══ MATERIAL SHOWN ══
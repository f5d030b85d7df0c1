use std::path::PathBuf;

use anyhow::{Context, Error};
use clap::Parser;
use judgebox_verdict::Verdict;

use crate::judge::{prepare_submission, Judge, Prepared};
use crate::testdata::enumerate_cases;
use crate::{LimitsOpt, PolicyOpt};

#[derive(Parser, Debug, Clone)]
pub struct JudgeOpt {
    /// The submission: a C or C++ source file, or an executable
    pub submission: PathBuf,

    /// Directory with the test cases, as pairs of files <n>.in and <n>.out
    pub testdata: PathBuf,

    /// Print the report as JSON to stdout instead of one line per case
    #[clap(long)]
    pub json: bool,

    #[clap(flatten, next_help_heading = Some("LIMITS"))]
    pub limits: LimitsOpt,

    #[clap(flatten, next_help_heading = Some("POLICY"))]
    pub policy: PolicyOpt,
}

/// Entry point of `judgebox judge`.
pub fn main_judge(opt: JudgeOpt) -> Result<Verdict, Error> {
    let limits = opt.limits.limits()?;
    let policy = opt.policy.policy()?;
    let cases = enumerate_cases(&opt.testdata)?;
    let candidate = match prepare_submission(&opt.submission)
        .with_context(|| format!("Failed to prepare {}", opt.submission.display()))?
    {
        Prepared::Ready(candidate) => candidate,
        Prepared::CompileError => {
            println!("{}", Verdict::CompileError);
            return Ok(Verdict::CompileError);
        }
    };

    let judge = Judge::new(&limits, &policy);
    let report = judge.judge_all(candidate.path(), &cases, |result| {
        if !opt.json {
            println!("{}", result);
        }
    })?;
    if opt.json {
        println!(
            "{}",
            serde_json::to_string(&report).context("Failed to serialize the report")?
        );
    } else {
        println!("{}", report.verdict);
    }
    Ok(report.verdict)
}
impl Launch {
    fn new(
        binary: &Path,
        input: &Path,
        output: &Path,
        limits: &ResourceLimits,
    ) -> Result<Launch, SupervisorError> {
        let binary = cstring(binary)?;
        let args = vec![binary.clone()];
        let mut argv: Vec<_> = args.iter().map(|a| a.as_ptr()).collect();
        argv.push(std::ptr::null());
        Ok(Launch {
            binary,
            input: cstring(input)?,
            output: cstring(output)?,
            _args: args,
            argv,
            envp: [std::ptr::null()],
            limiter: ResourceLimiter::new(limits),
        })
    }

    /// The body of the forked child. Never returns: either the image is replaced or the child
    /// exits with [`LAUNCH_FAILURE_EXIT_CODE`].
    fn exec_child(&self) -> ! {
        if self.limiter.apply().is_ok()
            && redirect(&self.input, &self.output).is_ok()
            && ptrace::traceme().is_ok()
        {
            // SAFETY: all the pointers are NUL terminated arrays of valid C strings.
            unsafe {
                libc::execve(self.binary.as_ptr(), self.argv.as_ptr(), self.envp.as_ptr());
            }
        }
        // SAFETY: _exit is async-signal-safe and skips the atexit handlers of the parent.
        unsafe { libc::_exit(LAUNCH_FAILURE_EXIT_CODE) }
    }
}
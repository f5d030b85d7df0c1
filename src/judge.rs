//! Judging a submission against a list of test cases.
//!
//! The cases are run one after the other, each with its own temporary output file, and the
//! judging stops at the first case that is not accepted.

use std::fmt;
use std::path::{Path, PathBuf};

use anyhow::{anyhow, Context, Error};
use judgebox_diff::compare;
use judgebox_exec::detect_exe::detect_exe;
use judgebox_exec::{classify, Classification, ProcessSupervisor, ResourceLimits, SyscallPolicy};
use judgebox_lang::{compile, Compilation, LanguageManager};
use judgebox_verdict::Verdict;
use serde::{Deserialize, Serialize};
use tempfile::TempDir;

use crate::testdata::TestCase;

/// A submission ready to be run.
#[derive(Debug)]
pub struct Candidate {
    executable: PathBuf,
    /// Holds the compiled binary, if the submission was compiled.
    _workdir: Option<TempDir>,
}

impl Candidate {
    /// The executable to run.
    pub fn path(&self) -> &Path {
        &self.executable
    }
}

/// The outcome of the preparation of a submission.
#[derive(Debug)]
pub enum Prepared {
    /// The submission can be run.
    Ready(Candidate),
    /// The compiler rejected the submission.
    CompileError,
}

/// Make the submission at `path` runnable: an executable is used as is, a source file is compiled
/// into a temporary directory.
pub fn prepare_submission<P: AsRef<Path>>(path: P) -> Result<Prepared, Error> {
    let path = path.as_ref();
    if let Some(kind) = detect_exe(path)? {
        debug!("{} is already an executable ({:?})", path.display(), kind);
        return Ok(Prepared::Ready(Candidate {
            executable: path.to_owned(),
            _workdir: None,
        }));
    }
    let lang = LanguageManager::from_env()?
        .find(path)
        .ok_or_else(|| anyhow!("Unknown language of {}", path.display()))?;
    let workdir = tempfile::Builder::new()
        .prefix("judgebox-")
        .tempdir()
        .context("Failed to create the compilation directory")?;
    let dest = workdir.path().join("candidate");
    match compile(lang.as_ref(), path, &dest)? {
        Compilation::Compiled(executable) => Ok(Prepared::Ready(Candidate {
            executable,
            _workdir: Some(workdir),
        })),
        Compilation::Failed(_) => Ok(Prepared::CompileError),
    }
}

/// The verdict of a single test case.
#[derive(Debug, Clone, PartialEq, Eq, Serialize, Deserialize)]
pub struct CaseResult {
    /// The number of the case.
    pub index: usize,
    /// The verdict of the case.
    pub verdict: Verdict,
    /// CPU time used, in milliseconds.
    pub elapsed_ms: u64,
    /// Peak memory used, in KiB.
    pub peak_memory_kb: u64,
}

impl fmt::Display for CaseResult {
    fn fmt(&self, f: &mut fmt::Formatter<'_>) -> fmt::Result {
        write!(
            f,
            "case {}: {} ({} ms, {} KiB)",
            self.index, self.verdict, self.elapsed_ms, self.peak_memory_kb
        )
    }
}

/// The verdicts of a judged submission.
#[derive(Debug, Clone, PartialEq, Eq, Serialize, Deserialize)]
pub struct JudgeReport {
    /// The cases that have been run, in order. The last one is the first not accepted, if any.
    pub cases: Vec<CaseResult>,
    /// The final verdict.
    pub verdict: Verdict,
}

/// Runs a candidate on the test cases.
pub struct Judge<'a> {
    limits: &'a ResourceLimits,
    supervisor: ProcessSupervisor<'a>,
}

impl<'a> Judge<'a> {
    /// Make a judge enforcing `limits` and `policy` on every case.
    pub fn new(limits: &'a ResourceLimits, policy: &'a SyscallPolicy) -> Judge<'a> {
        Judge {
            limits,
            supervisor: ProcessSupervisor::new(limits, policy),
        }
    }

    /// Run `executable` on a single case.
    pub fn judge_case(&self, executable: &Path, case: &TestCase) -> Result<CaseResult, Error> {
        let output = tempfile::Builder::new()
            .prefix("judgebox-")
            .suffix(".out")
            .tempfile()
            .context("Failed to create the output file")?;
        let outcome = self
            .supervisor
            .supervise(executable, &case.input, output.path())
            .with_context(|| format!("Failed to run case {}", case.index))?;
        let verdict = match classify(&outcome) {
            Classification::Final(verdict) => verdict,
            Classification::NeedsComparison => {
                compare(&case.expected, output.path(), self.limits.max_output_bytes)
                    .with_context(|| format!("Failed to check case {}", case.index))?
            }
        };
        Ok(CaseResult {
            index: case.index,
            verdict,
            elapsed_ms: outcome.elapsed_ms,
            peak_memory_kb: outcome.peak_memory_kb,
        })
    }

    /// Run `executable` on the cases in order, calling `on_case` after each of them, until one is
    /// not accepted.
    pub fn judge_all<F>(
        &self,
        executable: &Path,
        cases: &[TestCase],
        mut on_case: F,
    ) -> Result<JudgeReport, Error>
    where
        F: FnMut(&CaseResult),
    {
        let mut results = Vec::with_capacity(cases.len());
        for case in cases {
            let result = self.judge_case(executable, case)?;
            on_case(&result);
            let verdict = result.verdict;
            results.push(result);
            if !verdict.is_accepted() {
                info!("Stopping at case {}: {}", case.index, verdict);
                return Ok(JudgeReport {
                    cases: results,
                    verdict,
                });
            }
        }
        Ok(JudgeReport {
            cases: results,
            verdict: Verdict::Accepted,
        })
    }
}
═══
* **ASSIGNED TASK**: Among the entries, how many lines hold the word "Parser"? Please answer with only that number.

* **COMPLETED TASK**: 2